Interim Twitter CEO Jack Dorsey said his product team’s shortcomings are “unacceptable.” Now, they’re walking out the door.
Jack Dorsey is experiencing his first wave of executive departures since returning to Twitter as interim CEO earlier this month.
Dorsey lost three top product execs this week. On Tuesday, right after the company's earnings results were announced, news broke that Director of Product Management Todd Jackson and Head of Growth Christian Oestlien were on the way out.
And then, on Friday, Twitter confirmed to Re/Code that Trevor O'Brien, the product lead in charge of the company's apps, is also leaving.

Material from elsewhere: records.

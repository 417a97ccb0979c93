//! Display ordering policy.
//!
//! # Invariants
//! - Incomplete items precede completed ones.
//! - Within a completion bucket, `high < medium < low` by rank.
//! - Ties keep insertion order (stable sort).
//! - Ordering is a pure function of the insertion-order slice.

use crate::model::todo_item::TodoItem;

fn sort_key(item: &TodoItem) -> (bool, u8) {
    (item.is_completed(), item.priority().rank())
}

/// Insertion positions listed in display order.
///
/// `display_positions(items)[i]` is the insertion position of the item shown
/// at display index `i`.
pub fn display_positions(items: &[TodoItem]) -> Vec<usize> {
    let mut positions: Vec<usize> = (0..items.len()).collect();
    positions.sort_by_key(|&position| sort_key(&items[position]));
    positions
}

/// Items cloned into display order.
pub fn display_order(items: &[TodoItem]) -> Vec<TodoItem> {
    display_positions(items)
        .into_iter()
        .map(|position| items[position].clone())
        .collect()
}
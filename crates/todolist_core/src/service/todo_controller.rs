//! To-do list use-case controller.
//!
//! # Responsibility
//! - Expose add/toggle/remove/clear-completed over display indices.
//! - Translate display indices into insertion positions for the store.
//! - Push the re-derived display order to an optional renderer.
//!
//! # Invariants
//! - Display order is recomputed from insertion order on every read.
//! - A rejected operation changes neither memory nor storage and does not
//!   trigger a render.
//! - Indices are positions in the display order current at call time.

use crate::config::StoreConfig;
use crate::model::todo_item::{Priority, TodoItem, TodoValidationError};
use crate::repo::todo_store::{LoadReport, StoreError, TodoStore};
use crate::service::ordering::{display_order, display_positions};
use crate::storage::KeyValueStore;
use log::{info, warn};
use std::error::Error;
use std::fmt::{Display, Formatter};

pub type ControllerResult<T> = Result<T, ControllerError>;

/// Errors surfaced to renderers.
#[derive(Debug)]
pub enum ControllerError {
    /// User input was rejected; nothing changed.
    Validation(TodoValidationError),
    /// Persistence failed; memory was rolled back to the stored state.
    Store(StoreError),
}

impl Display for ControllerError {
    fn fmt(&self, f: &mut Formatter<'_>) -> std::fmt::Result {
        match self {
            Self::Validation(err) => write!(f, "{err}"),
            Self::Store(err) => write!(f, "{err}"),
        }
    }
}

impl Error for ControllerError {
    fn source(&self) -> Option<&(dyn Error + 'static)> {
        match self {
            Self::Validation(err) => Some(err),
            Self::Store(err) => Some(err),
        }
    }
}

impl From<TodoValidationError> for ControllerError {
    fn from(value: TodoValidationError) -> Self {
        Self::Validation(value)
    }
}

impl From<StoreError> for ControllerError {
    fn from(value: StoreError) -> Self {
        match value {
            StoreError::Validation(err) => Self::Validation(err),
            other => Self::Store(other),
        }
    }
}

/// Receives the display order after load and after every mutation.
pub trait Renderer {
    fn render(&mut self, ordered: &[TodoItem]);
}

/// Item counts for status lines such as "3 items left".
#[derive(Debug, Clone, Copy, Default, PartialEq, Eq)]
pub struct TodoSummary {
    pub total: usize,
    pub active: usize,
    pub completed: usize,
}

/// Mutation API over one persisted list.
pub struct TodoListController<S: KeyValueStore> {
    store: TodoStore<S>,
    renderer: Option<Box<dyn Renderer>>,
}

impl<S: KeyValueStore> TodoListController<S> {
    pub fn new(store: TodoStore<S>) -> Self {
        Self {
            store,
            renderer: None,
        }
    }

    /// Opens the store under `config` and wraps it in a controller.
    pub fn open(kv: S, config: StoreConfig) -> ControllerResult<(Self, LoadReport)> {
        let (store, report) = TodoStore::open(kv, config)?;
        if report.is_recovery() {
            warn!("event=todo_list_open module=service status=recovered");
        }
        Ok((Self::new(store), report))
    }

    /// Installs a renderer and immediately renders the current order.
    pub fn set_renderer(&mut self, renderer: Box<dyn Renderer>) {
        self.renderer = Some(renderer);
        self.render();
    }

    /// Adds an incomplete item at the end of insertion order.
    ///
    /// # Errors
    /// - `Validation(EmptyText)` when `text` is blank; nothing is written.
    pub fn add_item(&mut self, text: &str, priority: Priority) -> ControllerResult<TodoItem> {
        let item = TodoItem::new(text, priority)?;
        self.store.append(item.clone())?;
        info!(
            "event=todo_add module=service status=ok priority={} count={}",
            priority,
            self.store.items().len()
        );
        self.render();
        Ok(item)
    }

    /// Parses `priority` (`high|medium|low`) then adds the item.
    pub fn add_item_str(&mut self, text: &str, priority: &str) -> ControllerResult<TodoItem> {
        let priority = priority.parse::<Priority>()?;
        self.add_item(text, priority)
    }

    /// Flips completion of the item at display `index`.
    ///
    /// Returns the item's display index after re-sorting. Toggling can move
    /// the item, in which case a second call with the same `index` targets a
    /// different item; calling again with the returned index restores the
    /// original flags and display order.
    pub fn toggle_completed(&mut self, index: usize) -> ControllerResult<usize> {
        let position = self.resolve(index)?;
        let completed = !self.store.items()[position].is_completed();
        self.store.set_completed(position, completed)?;

        let new_index = display_positions(self.store.items())
            .iter()
            .position(|&p| p == position)
            .unwrap_or(index);
        info!(
            "event=todo_toggle module=service status=ok index={index} new_index={new_index} completed={completed}"
        );
        self.render();
        Ok(new_index)
    }

    /// Removes and returns the item at display `index`.
    pub fn remove_item(&mut self, index: usize) -> ControllerResult<TodoItem> {
        let position = self.resolve(index)?;
        let removed = self.store.remove_at(position)?;
        info!(
            "event=todo_remove module=service status=ok index={index} count={}",
            self.store.items().len()
        );
        self.render();
        Ok(removed)
    }

    /// Removes every completed item in one write; returns how many went.
    pub fn clear_completed(&mut self) -> ControllerResult<usize> {
        let removed = self.store.retain(|item| !item.is_completed())?;
        info!(
            "event=todo_clear_completed module=service status=ok removed={removed} count={}",
            self.store.items().len()
        );
        self.render();
        Ok(removed)
    }

    /// Display-ordered copy of the list. Does not touch the store.
    pub fn current_order(&self) -> Vec<TodoItem> {
        display_order(self.store.items())
    }

    pub fn summary(&self) -> TodoSummary {
        let total = self.store.items().len();
        let completed = self
            .store
            .items()
            .iter()
            .filter(|item| item.is_completed())
            .count();
        TodoSummary {
            total,
            active: total - completed,
            completed,
        }
    }

    /// Underlying store, for insertion-order reads.
    pub fn store(&self) -> &TodoStore<S> {
        &self.store
    }

    fn resolve(&self, index: usize) -> Result<usize, TodoValidationError> {
        let items = self.store.items();
        display_positions(items)
            .get(index)
            .copied()
            .ok_or(TodoValidationError::IndexOutOfRange {
                index,
                len: items.len(),
            })
    }

    fn render(&mut self) {
        if let Some(renderer) = self.renderer.as_mut() {
            renderer.render(&display_order(self.store.items()));
        }
    }
}
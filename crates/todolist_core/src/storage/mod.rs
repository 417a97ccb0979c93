//! Key-value persistence boundary.
//!
//! # Responsibility
//! - Define the opaque `get/set` string store the to-do list persists into.
//! - Provide an in-memory backend and a durable SQLite backend.
//!
//! # Invariants
//! - `set` overwrites the whole value for a key; there are no partial writes.
//! - `get` returns exactly the last value passed to `set` for that key.

use crate::db::DbError;
use std::collections::HashMap;
use std::error::Error;
use std::fmt::{Display, Formatter};

pub mod sqlite_kv;

pub use sqlite_kv::SqliteKeyValueStore;

pub type StorageResult<T> = Result<T, StorageError>;

/// Backend failure while reading or writing a key.
#[derive(Debug)]
pub enum StorageError {
    Db(DbError),
    /// Failure reported by a non-SQLite backend.
    Backend(String),
}

impl Display for StorageError {
    fn fmt(&self, f: &mut Formatter<'_>) -> std::fmt::Result {
        match self {
            Self::Db(err) => write!(f, "{err}"),
            Self::Backend(message) => write!(f, "storage backend failure: {message}"),
        }
    }
}

impl Error for StorageError {
    fn source(&self) -> Option<&(dyn Error + 'static)> {
        match self {
            Self::Db(err) => Some(err),
            Self::Backend(_) => None,
        }
    }
}

impl From<DbError> for StorageError {
    fn from(value: DbError) -> Self {
        Self::Db(value)
    }
}

impl From<rusqlite::Error> for StorageError {
    fn from(value: rusqlite::Error) -> Self {
        Self::Db(DbError::Sqlite(value))
    }
}

/// Opaque string store keyed by name.
pub trait KeyValueStore {
    fn get(&self, key: &str) -> StorageResult<Option<String>>;
    fn set(&mut self, key: &str, value: &str) -> StorageResult<()>;
}

impl<T: KeyValueStore + ?Sized> KeyValueStore for &mut T {
    fn get(&self, key: &str) -> StorageResult<Option<String>> {
        (**self).get(key)
    }

    fn set(&mut self, key: &str, value: &str) -> StorageResult<()> {
        (**self).set(key, value)
    }
}

/// Process-local store; contents vanish with the value.
#[derive(Debug, Clone, Default, PartialEq, Eq)]
pub struct MemoryKeyValueStore {
    entries: HashMap<String, String>,
}

impl MemoryKeyValueStore {
    pub fn new() -> Self {
        Self::default()
    }

    /// Creates a store pre-seeded with one entry.
    pub fn with_entry(key: impl Into<String>, value: impl Into<String>) -> Self {
        let mut entries = HashMap::new();
        entries.insert(key.into(), value.into());
        Self { entries }
    }

    /// Borrowing accessor that cannot fail.
    pub fn peek(&self, key: &str) -> Option<&str> {
        self.entries.get(key).map(String::as_str)
    }
}

impl KeyValueStore for MemoryKeyValueStore {
    fn get(&self, key: &str) -> StorageResult<Option<String>> {
        Ok(self.entries.get(key).cloned())
    }

    fn set(&mut self, key: &str, value: &str) -> StorageResult<()> {
        self.entries.insert(key.to_string(), value.to_string());
        Ok(())
    }
}

#[cfg(test)]
mod tests {
    use super::{KeyValueStore, MemoryKeyValueStore};

    #[test]
    fn memory_store_overwrites_whole_value() {
        let mut store = MemoryKeyValueStore::new();
        assert_eq!(store.get("todos").unwrap(), None);

        store.set("todos", "[1]").unwrap();
        store.set("todos", "[]").unwrap();
        assert_eq!(store.get("todos").unwrap().as_deref(), Some("[]"));
        assert_eq!(store.peek("other"), None);
    }

    #[test]
    fn mutable_reference_forwards_to_inner_store() {
        fn write_through<S: KeyValueStore>(mut store: S) {
            store.set("b", "2").unwrap();
            assert_eq!(store.get("a").unwrap().as_deref(), Some("1"));
        }

        let mut inner = MemoryKeyValueStore::with_entry("a", "1");
        write_through(&mut inner);
        assert_eq!(inner.peek("b"), Some("2"));
    }
}
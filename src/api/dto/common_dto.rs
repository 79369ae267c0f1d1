//! Shared DTO types used across multiple endpoints.

use serde::Serialize;
use utoipa::ToSchema;

use crate::domain::Listing;

/// Pagination metadata included in listing responses.
#[derive(Debug, Clone, Serialize, ToSchema)]
pub struct PaginationMeta {
    /// Current page number.
    pub page: u32,
    /// Items per page after clamping.
    pub per_page: u32,
    /// Total number of items.
    pub total_items: u32,
    /// Total number of pages.
    pub total_pages: u32,
    /// Whether a previous page exists.
    pub has_prev: bool,
    /// Whether a next page exists.
    pub has_next: bool,
}

impl From<&Listing> for PaginationMeta {
    fn from(listing: &Listing) -> Self {
        Self {
            page: listing.page,
            per_page: listing.per_page,
            total_items: listing.total_items,
            total_pages: listing.total_pages,
            has_prev: listing.prev_page().is_some(),
            has_next: listing.next_page().is_some(),
        }
    }
}
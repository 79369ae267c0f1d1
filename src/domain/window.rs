//! Pagination windowing policy.
//!
//! [`PaginationWindowBuilder`] turns a `(current_page, total_pages)` pair into
//! the ordered [`PageLink`]s of a compact pagination control: a run of at
//! most five page numbers, then (for more than five pages) an ellipsis and a
//! trailing link to the last page.
//!
//! ```text
//! build(3, 10)   1 2 [3] 4 5 … 10
//! build(7, 20)   5 6 [7] 8 9 … 20
//! build(18, 20)  15 16 17 [18] 19 … 20
//! build(10, 10)  6 7 8 9 [10] … [10]
//! ```
//!
//! The last example shows the legacy duplicate trailing link emitted when the
//! current page is the last one. It is kept by default; see
//! [`PaginationWindowBuilder::collapse_duplicate_trailing`].

use std::fmt;
use std::ops::Deref;

use super::{PageLink, PaginationRequest};

/// Number of consecutive page numbers shown before the ellipsis.
pub const WINDOW_LEN: u32 = 5;

/// Upper bound on the number of slots in a window (5 pages, ellipsis, last).
pub const MAX_SLOTS: usize = 7;

/// Ordered page links, left to right.
#[derive(Debug, Clone, Default, PartialEq, Eq)]
pub struct PageWindow(Vec<PageLink>);

impl PageWindow {
    /// Returns the links as a slice.
    #[must_use]
    pub fn links(&self) -> &[PageLink] {
        &self.0
    }

    /// Consumes the window, returning the underlying links.
    #[must_use]
    pub fn into_links(self) -> Vec<PageLink> {
        self.0
    }

    /// Returns the page of the first active link, if any.
    #[must_use]
    pub fn active_page(&self) -> Option<u32> {
        self.0.iter().find(|l| l.is_active()).and_then(PageLink::page)
    }

    /// Returns the concrete page numbers in visual order, skipping ellipses.
    #[must_use]
    pub fn pages(&self) -> Vec<u32> {
        self.0.iter().filter_map(PageLink::page).collect()
    }
}

impl Deref for PageWindow {
    type Target = [PageLink];

    fn deref(&self) -> &Self::Target {
        &self.0
    }
}

impl fmt::Display for PageWindow {
    fn fmt(&self, f: &mut fmt::Formatter<'_>) -> fmt::Result {
        for (i, link) in self.0.iter().enumerate() {
            if i > 0 {
                f.write_str(" ")?;
            }
            write!(f, "{link}")?;
        }
        Ok(())
    }
}

/// Builds [`PageWindow`]s according to the fixed windowing policy.
///
/// The builder is a stateless value; one instance can be shared freely.
#[derive(Debug, Clone, Copy, Default, PartialEq, Eq)]
pub struct PaginationWindowBuilder {
    collapse_duplicate_trailing: bool,
}

impl PaginationWindowBuilder {
    /// Creates a builder that reproduces the legacy output exactly.
    #[must_use]
    pub const fn new() -> Self {
        Self {
            collapse_duplicate_trailing: false,
        }
    }

    /// When `true`, a window that already ends at the last page is not
    /// followed by an ellipsis and a second link to that page.
    #[must_use]
    pub const fn collapse_duplicate_trailing(mut self, collapse: bool) -> Self {
        self.collapse_duplicate_trailing = collapse;
        self
    }

    /// Builds the window for a validated request.
    #[must_use]
    pub fn build_request(&self, request: PaginationRequest) -> PageWindow {
        self.build(request.current_page(), request.total_pages())
    }

    /// Builds the window for `current_page` out of `total_pages`.
    ///
    /// Returns an empty window when `current_page` is zero or exceeds
    /// `total_pages`.
    #[must_use]
    pub fn build(&self, current_page: u32, total_pages: u32) -> PageWindow {
        if current_page == 0 || current_page > total_pages {
            return PageWindow::default();
        }

        let mut links = Vec::with_capacity(MAX_SLOTS);

        if total_pages <= WINDOW_LEN {
            push_pages(&mut links, 1, total_pages, current_page);
            return PageWindow(links);
        }

        // From here on total_pages > 5.
        let near_end = total_pages.saturating_sub(2);
        let (first, last) = if current_page < WINDOW_LEN {
            (1, WINDOW_LEN)
        } else if current_page == total_pages {
            (current_page.saturating_sub(4), current_page)
        } else if current_page < near_end {
            (current_page.saturating_sub(2), current_page.saturating_add(2))
        } else if current_page == near_end {
            (current_page.saturating_sub(3), current_page.saturating_add(1))
        } else {
            (current_page.saturating_sub(4), current_page)
        };

        push_pages(&mut links, first, last, current_page);

        if self.collapse_duplicate_trailing && last == total_pages {
            return PageWindow(links);
        }

        links.push(PageLink::Ellipsis);
        links.push(PageLink::for_page(total_pages, current_page));
        PageWindow(links)
    }
}

/// Builds the window with the legacy policy.
///
/// Shorthand for `PaginationWindowBuilder::new().build(current_page, total_pages)`.
#[must_use]
pub fn build(current_page: u32, total_pages: u32) -> PageWindow {
    PaginationWindowBuilder::new().build(current_page, total_pages)
}

fn push_pages(links: &mut Vec<PageLink>, first: u32, last: u32, current_page: u32) {
    links.extend((first..=last).map(|page| PageLink::for_page(page, current_page)));
}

The departures could be little shakers that amount to nothing, or tremors foreshadowing a larger tectonic shift.
Dorsey hasn't hid his dissatisfaction with Twitter's product efforts. He's also made clear that he's willing to rethink the social media platform's fundamentals in order to grow the service.
"Product initiatives we'd mentioned in previous earnings calls, like Instant Timelines and Logged-Out experiences, have not yet had meaningful impact on growing our audience or participation," Dorsey said during the earnings call earlier this week. "This is unacceptable and we're not happy about it."
Both Oestlien and Jackson are headed to new jobs — Oestlien to YouTube and Jackson to Dropbox. There's no word yet on what O'Brien's plans are.
The moves didn't happen overnight, but the wheels begin turning during times of uncertainty: That head hunter you turned down a few times all of a sudden gets a few minutes. One conversation turns into another. And then it's decision time.
As Dorsey sets out to remake the company, he's losing a fair deal of institutional knowledge. But for someone who's said, "I want us to question everything to make it better," that may not be a bad thing.